According to Verizon (NYSE: VZ), cybercriminals are becoming more crafty in their ways. The telco's 2016 Data Breach Investigations Report shows a rise in phishing and ransomware, where data is encrypted and a ransom is demanded.

Phishing, which involves a user receiving an e-mail from a fraudulent source, continues to be a key rising concern for businesses and consumers.

According to the report, 30 percent of phishing messages were opened, up from 23 percent in the 2015 report. Verizon said 13 percent of those clicked to open the malicious attachment or nefarious link.

Initially phishing was used as an attack pattern for cyber-espionage, but it has now spread to seven of the nine incident patterns in Verizon's 2016 report. Hackers have stepped up their phishing activities because it is a technique that offers them a number of advantages such as a very quick time to compromise and the ability to target specific individuals and organizations.     

What's helping hackers make successful cyberattacks on businesses are human errors caused by company employees.
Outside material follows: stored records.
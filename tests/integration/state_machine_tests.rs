//! Integration tests for the bus → AppService → FSM → collaborator chain.
//!
//! Frames go in through a real [`BusLink`], status comes back out of it,
//! and every radio call lands on the recording mock.

use crate::mock_hw::{MemStore, MockHardware, RadioCall, Rig, SERVER_EPOCH};

use clocksync::app::events::AppEvent;
use clocksync::feedback::{FeedbackState, Outcome};
use clocksync::fsm::StateId;

const ENABLE_PROVISIONING: [u8; 3] = [0, 1, 1];
const DISABLE_PROVISIONING: [u8; 3] = [0, 0, 0];
const RESET_SETTINGS: [u8; 2] = [2, 2];
/// PollTime, timeout 10 s, validity 10 s.
const POLL_10_10: [u8; 6] = [1, 10, 0, 10, 0, 21];
/// PollTime, timeout 60 s, validity 60 s.
const POLL_60_60: [u8; 6] = [1, 60, 0, 60, 0, 121];

const BOOT_EPOCH: i64 = 1_262_304_000;

fn reachable_default_network() -> MockHardware {
    // Factory settings name an open network called "Wifi".
    MockHardware::new().with_network("Wifi", None)
}

// ── Startup ──────────────────────────────────────────────────

#[test]
fn boots_idle_with_clock_at_boot_epoch() {
    let rig = Rig::new(MockHardware::new());
    assert_eq!(rig.app.state(), StateId::Idle);
    assert_eq!(rig.hw.calls, vec![RadioCall::ClockAdjust(BOOT_EPOCH)]);
    assert!(!rig.app.time_valid());
    assert_eq!(rig.app.feedback(), FeedbackState::default());
}

// ── Provisioning ─────────────────────────────────────────────

#[test]
fn enable_provisioning_is_idempotent() {
    let mut rig = Rig::new(MockHardware::new());
    rig.send_and_tick(&ENABLE_PROVISIONING);
    rig.send_and_tick(&ENABLE_PROVISIONING);

    assert_eq!(rig.app.state(), StateId::Provisioning);
    assert_eq!(rig.hw.count(&RadioCall::ApStart), 1);
    assert_eq!(rig.hw.count(&RadioCall::ApStop), 0);
    assert!(rig.hw.ap_active);
}

#[test]
fn disable_provisioning_tears_down_access_point() {
    let mut rig = Rig::new(MockHardware::new());
    rig.send_and_tick(&ENABLE_PROVISIONING);
    rig.send_and_tick(&DISABLE_PROVISIONING);

    assert_eq!(rig.app.state(), StateId::Idle);
    assert!(!rig.hw.ap_active);
    assert!(rig.sink.events.contains(&AppEvent::StateChanged {
        from: StateId::Provisioning,
        to: StateId::Idle,
    }));
}

#[test]
fn disable_provisioning_while_idle_is_a_no_op() {
    let mut rig = Rig::new(MockHardware::new());
    rig.hw.clear_calls();
    rig.send_and_tick(&DISABLE_PROVISIONING);
    assert_eq!(rig.app.state(), StateId::Idle);
    assert!(rig.hw.calls.is_empty());
}

#[test]
fn poll_time_from_provisioning_stops_access_point_first() {
    let mut rig = Rig::new(reachable_default_network());
    rig.send_and_tick(&ENABLE_PROVISIONING);
    rig.hw.clear_calls();

    rig.send_and_tick(&POLL_60_60);

    assert_eq!(rig.app.state(), StateId::Syncing);
    let ap_stop = rig.hw.calls.iter().position(|c| *c == RadioCall::ApStop);
    let join = rig
        .hw
        .calls
        .iter()
        .position(|c| matches!(c, RadioCall::JoinStart { .. }));
    assert!(ap_stop.is_some() && join.is_some());
    assert!(ap_stop < join, "teardown must precede join: {:?}", rig.hw.calls);
    assert!(!rig.hw.overlap_seen);
}

#[test]
fn enable_provisioning_cancels_sync_without_feedback() {
    let mut rig = Rig::new(reachable_default_network());
    rig.send_and_tick(&POLL_60_60);
    rig.run_secs(1);
    assert_eq!(rig.app.state(), StateId::Syncing);

    rig.send_and_tick(&ENABLE_PROVISIONING);

    assert_eq!(rig.app.state(), StateId::Provisioning);
    assert!(rig.app.session().is_none());
    assert!(!rig.hw.station_active);
    assert!(!rig.hw.fetch_running);
    assert!(rig.hw.ap_active);
    assert!(!rig.hw.overlap_seen);
    assert_eq!(rig.app.feedback(), FeedbackState::default());
}

// ── Sync sessions ────────────────────────────────────────────

#[test]
fn successful_sync_sets_validity_and_returns_to_idle() {
    let mut rig = Rig::new(reachable_default_network());
    rig.send_and_tick(&POLL_60_60);
    assert_eq!(rig.app.state(), StateId::Syncing);
    assert_eq!(rig.read_status()[0] & 0b10, 0b10, "syncing flag set");

    // Link comes up after 2 s, the fetch lands one second later.
    rig.run_secs(3);

    assert_eq!(rig.app.state(), StateId::Idle);
    assert!(rig.app.time_valid());
    assert_eq!(rig.app.feedback().network_join, Outcome::Success);
    assert_eq!(rig.app.feedback().time_fetch, Outcome::Success);
    assert!(!rig.hw.station_active);
    assert!(!rig.hw.fetch_running);
    assert!(
        rig.sink
            .events
            .iter()
            .any(|e| matches!(e, AppEvent::SyncSucceeded { valid_for_secs: 60, .. }))
    );

    let status = rig.read_status();
    assert_eq!(status[0], 0b01, "valid, not syncing");
    assert_eq!(status[4], clocksync::protocol::checksum(&status[..4]));
}

#[test]
fn status_reports_projected_local_time() {
    let mut rig = Rig::new(reachable_default_network());
    rig.send_and_tick(&POLL_60_60);
    rig.run_secs(3);

    // Default zone is Central European; July is summer time (UTC+2).
    let utc = rig.hw.wall_epoch;
    assert!(utc >= SERVER_EPOCH);
    let secs_of_day = (utc + 2 * 3600).rem_euclid(86_400);
    let status = rig.read_status();
    assert_eq!(status[1] as i64, secs_of_day / 3600);
    assert_eq!(status[2] as i64, (secs_of_day % 3600) / 60);
    assert_eq!(status[3] as i64, secs_of_day % 60);
}

#[test]
fn validity_window_expires_on_uptime() {
    let mut rig = Rig::new(reachable_default_network());
    rig.send_and_tick(&POLL_60_60);
    rig.run_secs(3);
    assert!(rig.app.time_valid());

    rig.run_secs(60);
    assert!(rig.app.time_valid(), "window end is inclusive");

    rig.run_secs(1);
    assert!(!rig.app.time_valid());
    assert_eq!(rig.read_status()[0], 0);
    assert!(rig.sink.events.contains(&AppEvent::TimeValidityExpired));
}

#[test]
fn unreachable_network_times_out_after_deadline() {
    let mut rig = Rig::new(MockHardware::new());
    rig.send_and_tick(&POLL_10_10);

    rig.run_secs(10);
    assert_eq!(rig.app.state(), StateId::Syncing, "deadline not yet passed");

    rig.run_secs(1);
    assert_eq!(rig.app.state(), StateId::Idle);
    assert_eq!(
        rig.app.feedback(),
        FeedbackState {
            network_join: Outcome::Failure,
            time_fetch: Outcome::Failure,
            settings_commit: Outcome::NotAttempted,
        }
    );
    assert!(!rig.app.time_valid());
    assert!(rig.sink.events.contains(&AppEvent::SyncTimedOut { joined: false }));
    assert_eq!(rig.read_status()[0], 0);
    assert!(!rig.hw.station_active);
}

#[test]
fn silent_time_server_records_join_success_fetch_failure() {
    let mut hw = reachable_default_network();
    hw.server_epoch = None;
    let mut rig = Rig::new(hw);
    rig.send_and_tick(&POLL_10_10);
    rig.run_secs(11);

    assert_eq!(rig.app.state(), StateId::Idle);
    assert_eq!(rig.app.feedback().network_join, Outcome::Success);
    assert_eq!(rig.app.feedback().time_fetch, Outcome::Failure);
    assert_eq!(rig.hw.count(&RadioCall::FetchStart), 1);
}

#[test]
fn sync_start_resets_clock_and_validity() {
    let mut rig = Rig::new(reachable_default_network());
    rig.send_and_tick(&POLL_60_60);
    rig.run_secs(3);
    assert!(rig.app.time_valid());

    rig.hw.server_epoch = None;
    rig.hw.clear_calls();
    rig.send_and_tick(&POLL_60_60);

    assert!(!rig.app.time_valid());
    assert_eq!(rig.hw.calls.first(), Some(&RadioCall::ClockAdjust(BOOT_EPOCH)));
    assert_eq!(rig.hw.wall_epoch, BOOT_EPOCH);
}

#[test]
fn poll_time_while_syncing_restarts_session() {
    let mut rig = Rig::new(MockHardware::new());
    rig.send_and_tick(&POLL_10_10);
    rig.run_secs(8);

    rig.send_and_tick(&POLL_10_10);
    assert_eq!(rig.hw.join_attempts(), 2);

    // The old deadline would have passed by now.
    rig.run_secs(5);
    assert_eq!(rig.app.state(), StateId::Syncing);
    rig.run_secs(6);
    assert_eq!(rig.app.state(), StateId::Idle);
}

#[test]
fn poll_time_values_are_clamped() {
    let mut rig = Rig::new(MockHardware::new());
    // timeout 5000, validity 9000
    rig.send_and_tick(&[1, 0x88, 0x13, 0x28, 0x23, 231]);

    let session = rig.app.session().expect("syncing");
    assert_eq!(session.timeout_secs, 1800);
    assert_eq!(session.validity_secs, 3600);
}

#[test]
fn zero_poll_values_clamp_to_one_second() {
    let mut rig = Rig::new(MockHardware::new());
    rig.send_and_tick(&[1, 0, 0, 0, 0, 1]);

    let session = rig.app.session().expect("syncing");
    assert_eq!(session.timeout_secs, 1);
    assert_eq!(session.validity_secs, 1);
    rig.run_secs(2);
    assert_eq!(rig.app.state(), StateId::Idle);
}

#[test]
fn protected_network_joins_with_passphrase() {
    let mut rig = Rig::new(MockHardware::new().with_network("Home", Some("password1")));
    rig.send_and_tick(&ENABLE_PROVISIONING);
    rig.hw
        .post_form("wifissid=Home&wifipass=password1&is_protected=on");
    rig.tick();
    rig.send_and_tick(&POLL_60_60);

    assert!(rig.hw.calls.contains(&RadioCall::JoinStart {
        ssid: "Home".into(),
        passphrase: Some("password1".into()),
    }));
    rig.run_secs(3);
    assert!(rig.app.time_valid());
}

#[test]
fn open_network_joins_without_passphrase() {
    let mut rig = Rig::new(MockHardware::new());
    rig.send_and_tick(&ENABLE_PROVISIONING);
    rig.hw.post_form("wifissid=Cafe&wifipass=ignored123");
    rig.tick();
    rig.send_and_tick(&POLL_60_60);

    assert!(rig.hw.calls.contains(&RadioCall::JoinStart {
        ssid: "Cafe".into(),
        passphrase: None,
    }));
}

// ── Bus errors ───────────────────────────────────────────────

#[test]
fn corrupted_frame_changes_nothing() {
    let mut rig = Rig::new(MockHardware::new());
    rig.hw.clear_calls();
    rig.send_and_tick(&[1, 10, 0, 10, 0, 22]);
    rig.send_and_tick(&[9, 9]);
    rig.send_and_tick(&[0, 1]);

    assert_eq!(rig.app.state(), StateId::Idle);
    assert!(rig.hw.calls.is_empty());
    assert_eq!(rig.link.rejected_frames(), 3);
}

#[test]
fn only_latest_frame_between_ticks_applies() {
    let mut rig = Rig::new(MockHardware::new());
    rig.send(&ENABLE_PROVISIONING);
    rig.send(&POLL_10_10);
    rig.tick();

    assert_eq!(rig.app.state(), StateId::Syncing);
    assert_eq!(rig.hw.count(&RadioCall::ApStart), 0);
}

// ── Radio exclusivity ────────────────────────────────────────

#[test]
fn access_point_and_station_never_overlap() {
    let mut rig = Rig::with_store(reachable_default_network(), MemStore::new());
    let script: [&[u8]; 8] = [
        &ENABLE_PROVISIONING,
        &POLL_10_10,
        &ENABLE_PROVISIONING,
        &RESET_SETTINGS,
        &POLL_60_60,
        &POLL_60_60,
        &DISABLE_PROVISIONING,
        &ENABLE_PROVISIONING,
    ];
    for frame in script {
        rig.send_and_tick(frame);
        rig.run_secs(1);
        assert!(!(rig.hw.ap_active && rig.hw.station_active));
    }
    assert!(!rig.hw.overlap_seen, "calls: {:?}", rig.hw.calls);
}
Some of the common mistakes could include improper disposal of company information, misconfiguration of IT systems, and lost and stolen assets such as laptops and smartphones. Interestingly, 26 percent of these errors involve people mistakenly sending sensitive information to the wrong person.

Verizon said that businesses are falling prey to what it calls a three-pronged attack: phishing e-mails with a link pointing to the malicious website, or a malicious attachment; malware downloaded onto a user's PC that can be used to steal a company's internal secrets or encrypt files for ransom; and the use of the credentials for further attacks such as logging into third-party websites like banking or retail sites.

While attacks vary from company to company, Verizon said that the common thread is that many businesses have known vulnerabilities that have never been patched despite patches being available for months, or even years. It said that the top 10 known vulnerabilities accounted for 85 percent of successful exploits.

Some of these issues are caused by simple issues like passwords. The report said that 63 percent of confirmed data breaches involve using weak, default or stolen passwords, for example.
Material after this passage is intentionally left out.